| The task |
Give again, exactly as written, each line of the material below starting at the line that contains "pub fn profile_id_hash(profile_id: &str)" and ending at the line that contains "position_index: u32, profile_id: &str)". Both ends count, and no other line does.

|---|

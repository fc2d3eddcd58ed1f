//! Position-as-seed hashing: coordinate hashes, seed mixing, change tokens.
//!
//! Every pseudo-random choice in the crate is derived from an XXH32 digest of
//! a coordinate tuple. There is no generator state: the same coordinates
//! always produce the same value on every platform.

use xxhash_rust::xxh32::{xxh32, Xxh32};

/// Coordinate ordinal reserved for template selection. Pools use `1..=K`.
pub const TEMPLATE_ORDINAL: i32 = 0;

/// Hash a seed and a coordinate tuple to a stable 32-bit value.
///
/// The seed is wrapped to 32 bits and used as the XXH32 seed. Coordinates are
/// fed as little-endian `i32`s in order.
pub fn prompt_hash(seed: u64, coords: &[i32]) -> u32 {
    let mut hasher = Xxh32::new((seed & 0xFFFF_FFFF) as u32);
    for coord in coords {
        hasher.update(&coord.to_le_bytes());
    }
    hasher.digest()
}

/// Map a hash onto `0..pool_size`.
///
/// # Panics
///
/// Panics if `pool_size` is zero. Validated profiles never contain empty
/// pools, so reaching this is a bug in the caller.
pub fn index_of(hash: u32, pool_size: u32) -> usize {
    assert!(pool_size > 0, "index_of called with an empty pool");
    (hash % pool_size) as usize
}

/// Number of seed inputs `mix_seeds` combines.
pub const MIX_SEED_COUNT: usize = 4;

/// Combine up to four seeds into one, order-sensitively.
///
/// Missing trailing seeds count as `0`, so `mix_seeds(&[1])` equals
/// `mix_seeds(&[1, 0, 0, 0])`. All four seeds are always fed as
/// little-endian bytes into a single unseeded XXH32.
///
/// # Panics
///
/// Panics if more than four seeds are given.
pub fn mix_seeds(seeds: &[u32]) -> u32 {
    assert!(
        seeds.len() <= MIX_SEED_COUNT,
        "mix_seeds takes at most {} seeds, got {}",
        MIX_SEED_COUNT,
        seeds.len()
    );
    let mut padded = [0u32; MIX_SEED_COUNT];
    padded[..seeds.len()].copy_from_slice(seeds);

    let mut hasher = Xxh32::new(0);
    for seed in padded {
        hasher.update(&seed.to_le_bytes());
    }
    hasher.digest()
}

/// Unseeded XXH32 of a profile identifier.
pub fn profile_id_hash(profile_id: &str) -> u32 {
    xxh32(profile_id.as_bytes(), 0)
}

/// Fingerprint of a single generation request, for caching layers.
///
/// Two requests with equal tokens may reuse each other's output. Collisions
/// are possible but only matter as a stale cache hit.
pub fn change_token(seed: u32, position_index: u32, profile_id: &str) -> u32 {
    let mixed = seed ^ profile_id_hash(profile_id);
    prompt_hash(
        u64::from(mixed),
        &[position_index as i32, TEMPLATE_ORDINAL],
    )
}

/// Fingerprint of a batch request starting at `start_index`.
pub fn batch_change_token(seed: u32, start_index: u32, count: u32, profile_id: &str) -> u32 {
    let mixed = seed ^ profile_id_hash(profile_id);
    prompt_hash(u64::from(mixed), &[start_index as i32, count as i32])
}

|---|

| Output for this task |
pub fn profile_id_hash(profile_id: &str) -> u32 {
    xxh32(profile_id.as_bytes(), 0)
}

/// Fingerprint of a single generation request, for caching layers.
///
/// Two requests with equal tokens may reuse each other's output. Collisions
/// are possible but only matter as a stale cache hit.
pub fn change_token(seed: u32, position_index: u32, profile_id: &str) -> u32 {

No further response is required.